Thanks to a quite wide geographical distribution, we can find some interesting biological as well as morphological differences between Green Swordtail populations, impossible to distinguish among cultivated fancy strains, ( besides body colour combinations in different patterns and man made selection induced long fin lines ).
To illustrate a simple plain idea about wild fish variety, there is an example at the Gallery section of this website on wild strains of Xiphophorus hellerii.
This variability is so evident that by the end of 1960’s taxonomical studies point towards several subspecies :
Xiphophorus hellerii strigatus, ( Regan ) : Mexico – Papaloapan river and Coatzacoalcos river.
Xiphophorus hellerii guentheri, (Jordan & Evermann ) : México - Laguna Sontecomapan, Grijalva river, Usumacinta river basin ( Mexico and Guatemala ); also in Guatemala and Belize – rivers running in the direction of the Atlantic Ocean, and all geographical distribution inside Honduras.
Xiphophorus hellerii signum ( Kallman & Atz ) : Guatemala – Chajmaic river.
Xiphophorus helleri alvarezi ( Rosen ) : Mexico and Guatemala – Lacantún river.
Xiphophorus helleri alvarezi, Rosen, 1960; ( valid as )

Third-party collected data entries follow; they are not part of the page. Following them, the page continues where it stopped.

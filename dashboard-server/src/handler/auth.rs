//! Authentication Handlers
//!
//! Login, registration, and current-user lookup.

use std::time::Duration;

use axum::{Json, extract::State, http::StatusCode};
use serde::{Deserialize, Serialize};
use validator::Validate;

use shared::models::{Role, UserCreate, UserResponse};

use crate::auth::{CurrentUser, password};
use crate::db::repository::{role, user};
use crate::server::ServerState;
use crate::utils::AppError;

/// Fixed delay for authentication to prevent timing attacks
const AUTH_FIXED_DELAY_MS: u64 = 500;

/// Login request payload
#[derive(Debug, Deserialize)]
pub struct LoginRequest {
    pub email: String,
    pub password: String,
}

/// Registration request payload
#[derive(Debug, Deserialize, Validate)]
pub struct RegisterRequest {
    #[validate(length(min = 1, max = 50))]
    pub name: String,
    #[validate(email)]
    pub email: String,
    #[validate(length(min = 8))]
    pub password: String,
}

/// Login/registration response with the session token
#[derive(Debug, Serialize)]
pub struct LoginResponse {
    pub access_token: String,
    pub token_type: String,
    pub user: UserResponse,
}

impl LoginResponse {
    fn bearer(access_token: String, user: UserResponse) -> Self {
        Self {
            access_token,
            token_type: "bearer".to_string(),
            user,
        }
    }
}

/// Login handler
///
/// Authenticates email + password and returns a signed session token.
/// Unknown email and wrong password fail with one identical message so the
/// response never reveals whether an email is registered.
pub async fn login(
    State(state): State<ServerState>,
    Json(req): Json<LoginRequest>,
) -> Result<Json<LoginResponse>, AppError> {
    let found = user::find_by_email(state.pool(), &req.email).await?;

    // Fixed delay to prevent timing attacks (before acting on the result)
    tokio::time::sleep(Duration::from_millis(AUTH_FIXED_DELAY_MS)).await;

    let Some(found) = found else {
        tracing::warn!(email = %req.email, "Login failed - user not found");
        return Err(AppError::invalid_credentials());
    };

    let password_valid = password::verify_password(&req.password, &found.hashed_password)
        .map_err(|e| AppError::internal(format!("Password verification failed: {e}")))?;

    if !password_valid {
        tracing::warn!(email = %req.email, "Login failed - invalid credentials");
        return Err(AppError::invalid_credentials());
    }

    // Correct password, disabled account: still no token
    if !found.is_active {
        tracing::warn!(email = %req.email, "Login failed - account inactive");
        return Err(AppError::inactive_account());
    }

    let token = state
        .jwt_service
        .generate_token(found.id, &found.email)
        .map_err(|e| AppError::internal(format!("Failed to generate token: {e}")))?;

    tracing::info!(user_id = found.id, email = %found.email, "User logged in successfully");

    Ok(Json(LoginResponse::bearer(token, UserResponse::from(&found))))
}

/// Registration handler
///
/// Creates the user, assigns the default "user" role (created on first use)
/// and issues a token exactly as login does, so registration always yields
/// an immediately usable session.
pub async fn register(
    State(state): State<ServerState>,
    Json(req): Json<RegisterRequest>,
) -> Result<(StatusCode, Json<LoginResponse>), AppError> {
    req.validate()
        .map_err(|e| AppError::Validation(e.to_string()))?;

    let created = user::create(
        state.pool(),
        UserCreate {
            name: req.name,
            email: req.email,
            password: req.password,
        },
    )
    .await?;

    let default_role = role::get_or_create(state.pool(), Role::DEFAULT).await?;
    user::assign_role(state.pool(), created.id, default_role.id).await?;

    let token = state
        .jwt_service
        .generate_token(created.id, &created.email)
        .map_err(|e| AppError::internal(format!("Failed to generate token: {e}")))?;

    tracing::info!(user_id = created.id, email = %created.email, "User registered");

    Ok((
        StatusCode::CREATED,
        Json(LoginResponse::bearer(token, UserResponse::from(&created))),
    ))
}

/// Current user info
pub async fn me(
    State(state): State<ServerState>,
    current: CurrentUser,
) -> Result<Json<UserResponse>, AppError> {
    let fresh = user::find_by_id(state.pool(), current.id)
        .await?
        .ok_or_else(AppError::unauthorized)?;
    Ok(Json(UserResponse::from(&fresh)))
}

Xiphophorus alvarezi, Wischnath & Foerster, 1985
Even so, wild populations from several species under strict close contact with predators do show evidence of larger individuals, specially when compared with those others free from such stress, ( and this one is far from be an exception to this rule ).
Sexual selection had an important role on the species morphological variability.
Females fill more attracted and select males on the basis of visual cues, like melanophore patterning as well as male’s longer tail appendices, ( Jerald B. Johnson & Alexandra L. Basolo, 2003 ).
The counterpace is that a highlighted individual is also more evident to predators, resulting in conspicuousness due to more elaborate ornamentation.
The simple fact of a female’s let herself to remain in the presence of such marked male during courtship, can put in danger her life too, as they both become conspicuous to near by predators, ( Jerald B. Johnson & Alexandra L. Basolo, 2003 ).
The evolution of elaborate male traits is a balance between female selection and natural selection.
Besides caudal appendices, there are also distinctive marks found at wild animals, some of which can reveal to be somehow common in several populations.
Alice Marrin Kerrigan, at her paper “ The Inheritance of the Crescent and Win Spot Marking in Xiphophorus hellerii “, describes in detail the genetic role on the transmission of such patterns.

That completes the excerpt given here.